This document presents production benchmarks for the H33 TFHE (Fully Homomorphic Encryption over the Torus) implementation. TFHE operates on individual encrypted bits and supports arbitrary Boolean circuits through programmable bootstrapping (PBS). The H33 implementation uses 96-channel parallel execution on Graviton4 to achieve throughput suitable for bit-level encrypted computation.

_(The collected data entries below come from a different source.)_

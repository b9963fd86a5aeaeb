use std::path::Path;

use itertools::izip;
use plotters::{coord::Shift, prelude::*};
use thiserror::Error;

use crate::{
    kinematics::link_endpoints, params::PhysicalParameters, state::JointState,
    trajectory::Trajectory, types::Float,
};

#[derive(Debug, Error)]
pub enum RenderError {
    #[error("trajectory has no frames to draw")]
    EmptyTrajectory,

    #[error("drawing failed: {0}")]
    Drawing(String),
}

fn drawing<E: std::fmt::Display>(err: E) -> RenderError {
    RenderError::Drawing(err.to_string())
}

/// Render the trajectory as an animated GIF, one frame per recorded state,
/// played back in real time.
pub fn animate<P: AsRef<Path>>(
    trajectory: &Trajectory,
    params: &PhysicalParameters,
    path: P,
) -> Result<(), RenderError> {
    if trajectory.is_empty() {
        return Err(RenderError::EmptyTrajectory);
    }

    let frame_delay = ((trajectory.dt() * 1000.0) as u32).max(1);
    let root = BitMapBackend::gif(path, (640, 640), frame_delay)
        .map_err(drawing)?
        .into_drawing_area();

    for (i, state) in trajectory.iter().enumerate() {
        draw_arm(&root, params, state, trajectory.time_at(i))?;
        root.present().map_err(drawing)?;
    }
    Ok(())
}

/// Draw a single frame of the arm: base joint in green, elbow and tip in
/// red, links in blue.
pub fn draw_arm<DB: DrawingBackend>(
    root: &DrawingArea<DB, Shift>,
    params: &PhysicalParameters,
    state: &JointState,
    t: Float,
) -> Result<(), RenderError> {
    let bound = params.reach() + 1.0;

    root.fill(&WHITE).map_err(drawing)?;
    let mut chart = ChartBuilder::on(root)
        .caption(format!("2-link robot t={:.3}", t), ("sans-serif", 20))
        .margin(10)
        .x_label_area_size(40)
        .y_label_area_size(40)
        .build_cartesian_2d(-bound..bound, -bound..bound)
        .map_err(drawing)?;
    chart
        .configure_mesh()
        .x_desc("X")
        .y_desc("Y")
        .draw()
        .map_err(drawing)?;

    let (elbow, tip) = link_endpoints(params, state);
    let base = (0.0, 0.0);
    let elbow = (elbow.x, elbow.y);
    let tip = (tip.x, tip.y);

    chart
        .draw_series(LineSeries::new([base, elbow, tip], &BLUE))
        .map_err(drawing)?;
    chart
        .draw_series(std::iter::once(Circle::new(base, 4, GREEN.filled())))
        .map_err(drawing)?;
    chart
        .draw_series([elbow, tip].into_iter().map(|p| Circle::new(p, 4, RED.filled())))
        .map_err(drawing)?;
    Ok(())
}

/// Plot both joint angles against time.
pub fn plot_angles<P: AsRef<Path>>(trajectory: &Trajectory, path: P) -> Result<(), RenderError> {
    if trajectory.is_empty() {
        return Err(RenderError::EmptyTrajectory);
    }

    let (q1s, q2s) = trajectory.angle_series();
    let times: Vec<Float> = (0..trajectory.frame_count())
        .map(|i| trajectory.time_at(i))
        .collect();
    let (min_y, max_y) = angle_range(&q1s, &q2s);

    let root = BitMapBackend::new(path.as_ref(), (640, 480)).into_drawing_area();
    root.fill(&WHITE).map_err(drawing)?;

    let mut chart = ChartBuilder::on(&root)
        .caption("Joint angles vs. Time plot", ("sans-serif", 20))
        .x_label_area_size(30)
        .y_label_area_size(40)
        .build_cartesian_2d(0.0..trajectory.duration(), min_y..max_y)
        .map_err(drawing)?;
    chart.configure_mesh().draw().map_err(drawing)?;

    chart
        .draw_series(LineSeries::new(
            izip!(times.iter(), q1s.iter()).map(|(t, q)| (*t, *q)),
            &BLUE,
        ))
        .map_err(drawing)?
        .label("q1")
        .legend(|(x, y)| PathElement::new(vec![(x, y), (x + 20, y)], &BLUE));
    chart
        .draw_series(LineSeries::new(
            izip!(times.iter(), q2s.iter()).map(|(t, q)| (*t, *q)),
            &RED,
        ))
        .map_err(drawing)?
        .label("q2")
        .legend(|(x, y)| PathElement::new(vec![(x, y), (x + 20, y)], &RED));

    chart
        .configure_series_labels()
        .background_style(&WHITE.mix(0.8))
        .border_style(&BLACK)
        .draw()
        .map_err(drawing)?;

    root.present().map_err(drawing)?;
    Ok(())
}

/// y-axis limits covering both angle series, padded when they are flat.
fn angle_range(q1s: &[Float], q2s: &[Float]) -> (Float, Float) {
    let min_y = q1s.iter().chain(q2s).cloned().fold(Float::INFINITY, Float::min);
    let max_y = q1s.iter().chain(q2s).cloned().fold(Float::NEG_INFINITY, Float::max);
    if max_y - min_y < 1e-9 {
        (min_y - 1.0, max_y + 1.0)
    } else {
        (min_y, max_y)
    }
}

| Bit Width | Operation | TPS (96-channel) | Per-PBS Latency |
|---|---|---|---|
| 8-bit | Greater-than comparison | 768 | 1.30 ms |
| 16-bit | Greater-than comparison | 372 | 2.69 ms |
| 32-bit | Greater-than comparison | 182 | 5.49 ms |
| 64-bit | Greater-than comparison | 91 | 10.99 ms |
| 16-bit | Equality comparison | 769 | 1.30 ms |
Throughput scales inversely with bit width because wider comparisons require more sequential PBS evaluations. The 8-bit greater-than comparison requires approximately 8 PBS invocations; the 64-bit comparison requires approximately 64.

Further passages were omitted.